Manager Fredi Gonzalez said on Friday that he plans to use Emilio Bonifacio as the leadoff hitter for the early part of the season. The team had been weighing whether to go with Bonifacio or Cameron Maybin in the first spot.
There was some consideration of splitting the two depending on if they were facing a left-handed or right-handed starter.
Bonifacio has a career .167 average against left-handers, compared to .264 against right-handers.
"In the past, there has been a big difference -- a big split there," Gonzalez said.
Florida opens on Monday against the Nationals, who are pitching left-hander John Lannan.
Gonzalez said he will show patience with Bonifacio at the plate.

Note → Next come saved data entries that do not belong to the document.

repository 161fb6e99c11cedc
pub mod fetcher;
pub mod traits;

pub use fetcher::ScraperImpl;
pub use traits::Scraper;
use crate::model::ScraperError;

/// Retrieves raw page content for a URL.
#[async_trait::async_trait]
pub trait Scraper: Send + Sync {
    async fn fetch(&self, url: &str) -> Result<String, ScraperError>;
}
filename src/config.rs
use crate::model::ConfigError;
use serde::Deserialize;
use std::fs;
use std::io::ErrorKind;
use std::path::Path;
use tracing::info;

pub const DEFAULT_LISTING_URL: &str =
    "https://inspections.vcha.ca/FoodPremises/Table?SortMode=FacilityName&page=1&PageSize=100000";

#[derive(Debug, Clone, Deserialize)]
#[serde(default)]
pub struct AppConfig {
    pub listing_url: String,
    pub store_path: String,
    /// Restaurants strictly west of this longitude get their details fetched.
    pub border_longitude: f64,
    pub workers: usize,
    /// A worker that hits a fetch/parse error stops taking work.
    pub stop_worker_on_error: bool,
    /// Only these communities are geocoded. Empty means all of them.
    pub geocode_communities: Vec<String>,
    pub geocoder_api_key: Option<String>,
    /// Value of the `ASP.NET_SessionId` cookie sent with page requests.
    pub session_cookie: Option<String>,
    pub user_agent: String,
}

impl Default for AppConfig {
    fn default() -> Self {
        Self {
            listing_url: DEFAULT_LISTING_URL.to_string(),
            store_path: "restaurants.json".to_string(),
            border_longitude: -123.227883,
            workers: 16,
            stop_worker_on_error: true,
            geocode_communities: vec!["Vancouver - Westside".to_string()],
            geocoder_api_key: None,
            session_cookie: None,
            user_agent: "Mozilla/5.0 (X11; Linux x86_64) InspectionRanker/0.1".to_string(),
        }
    }
}

/// Reads the JSON config. A missing file yields the defaults.
pub fn load_config(path: impl AsRef<Path>) -> Result<AppConfig, ConfigError> {
    let path = path.as_ref();
    let mut config: AppConfig = match fs::read_to_string(path) {
        Ok(content) => serde_json::from_str(&content)?,
        Err(e) if e.kind() == ErrorKind::NotFound => {
            info!("No config at {}, using defaults", path.display());
            AppConfig::default()
        }
        Err(e) => return Err(e.into()),
    };
    if let Ok(key) = std::env::var("MAPQUEST_API_KEY") {
        config.geocoder_api_key = Some(key);
    }
    Ok(config)
}

#[cfg(test)]
mod tests {
    use super::*;
    use std::io::Write;

    #[test]
    fn missing_file_gives_defaults() {
        let dir = tempfile::tempdir().unwrap();
        let config = load_config(dir.path().join("nope.json")).unwrap();
        assert_eq!(config.workers, 16);
        assert!(config.stop_worker_on_error);
        assert_eq!(config.listing_url, DEFAULT_LISTING_URL);
    }

    #[test]
    fn partial_file_keeps_other_defaults() {
        let mut file = tempfile::NamedTempFile::new().unwrap();
        write!(file, r#"{{ "workers": 4, "stop_worker_on_error": false }}"#).unwrap();

        let config = load_config(file.path()).unwrap();
        assert_eq!(config.workers, 4);
        assert!(!config.stop_worker_on_error);
        assert_eq!(config.store_path, "restaurants.json");
        assert_eq!(config.border_longitude, -123.227883);
    }

    #[test]
    fn malformed_file_is_an_error() {
        let mut file = tempfile::NamedTempFile::new().unwrap();
        write!(file, "{{ not json").unwrap();
        assert!(matches!(load_config(file.path()), Err(ConfigError::Parse(_))));
    }
}
use crate::model::{Restaurant, StatsError};
use crate::utils::parse_inspection_date;
use chrono::{Months, NaiveDate};

/// Start of the past-year window: inspections must be strictly after this date.
pub fn year_before(as_of: NaiveDate) -> NaiveDate {
    as_of
        .checked_sub_months(Months::new(12))
        .unwrap_or(NaiveDate::MIN)
}

/// Recomputes `infractions_total` and `infractions_past_year` for every restaurant.
///
/// All-or-nothing: every date is parsed before any record is touched, so a
/// malformed date leaves the previous figures in place.
pub fn compute_infraction_stats(
    restaurants: &mut [Restaurant],
    as_of: NaiveDate,
) -> Result<(), StatsError> {
    let window_start = year_before(as_of);

    let mut computed = Vec::with_capacity(restaurants.len());
    for restaurant in restaurants.iter() {
        let mut past_year = 0;
        let mut total = 0;
        for inspection in &restaurant.inspections {
            let date = parse_inspection_date(&inspection.date).map_err(|source| {
                StatsError::DateParse {
                    restaurant: restaurant.name.clone(),
                    date: inspection.date.clone(),
                    source,
                }
            })?;
            if date > window_start {
                past_year = inspection.infractions().saturating_add(past_year);
            }
            total = inspection.infractions().saturating_add(total);
        }
        computed.push((past_year, total));
    }

    for (restaurant, (past_year, total)) in restaurants.iter_mut().zip(computed) {
        restaurant.infractions_past_year = past_year;
        restaurant.infractions_total = total;
    }
    Ok(())
}
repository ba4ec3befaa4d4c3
// ==========================================
// 日志系统初始化
// ==========================================
// 使用 tracing 和 tracing-subscriber
// 支持环境变量配置日志级别
// ==========================================

use tracing_subscriber::{fmt, EnvFilter};

/// 初始化日志系统
///
/// # 环境变量
/// - RUST_LOG: 日志级别过滤器（默认: info）
///   例如: RUST_LOG=debug 或 RUST_LOG=textile_erp=trace
///
/// # 示例
/// ```no_run
/// use textile_erp::logging;
/// logging::init();
/// ```
pub fn init() {
    // 从环境变量读取日志级别，默认为 info
    let filter = EnvFilter::try_from_default_env()
        .unwrap_or_else(|_| EnvFilter::new("info"));

    // 配置日志格式
    fmt()
        .with_env_filter(filter)
        .with_target(true)
        .with_thread_ids(false)
        .with_line_number(true)
        .init();
}

/// 初始化测试环境的日志系统
///
/// 使用更详细的日志级别，便于调试
pub fn init_test() {
    let _ = fmt()
        .with_env_filter(EnvFilter::new("debug"))
        .with_test_writer()
        .try_init();
}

"We'll give [him] an opportunity. What's the opportunity? I can't pick a number for you," Gonzalez said. "I don't know if it's 30 at-bats, 40 at-bats, 25 at-bats. But he will get an opportunity. You can see it, if he's overmatched, then maybe we will make an adjustment. We've got some pieces."
Two points here, both of them so obvious that perhaps you don't need me to make them.
One, 30 or 40 or 25 at-bats isn't really any opportunity at all. Even a good hitter might easily go 8-for-40 (.200) and (by Gonzalez' logic) lose his job.
Two, Bonifacio's career averages in the majors against lefties and righties aren't all that interesting, because he's not spent a great deal of time in the majors. What are interesting are minor-league splits: .265/.325/.333 against lefties, .310/.364/.402 against righties.
What do those numbers tell us? They tell me that if Bonifacio plays fantastic defense at third base, he might be good enough to be in the lineup against right-handed pitching. Not good enough to lead off, mind you. But good enough to play. They also tell me that he shouldn't play against lefties, ever.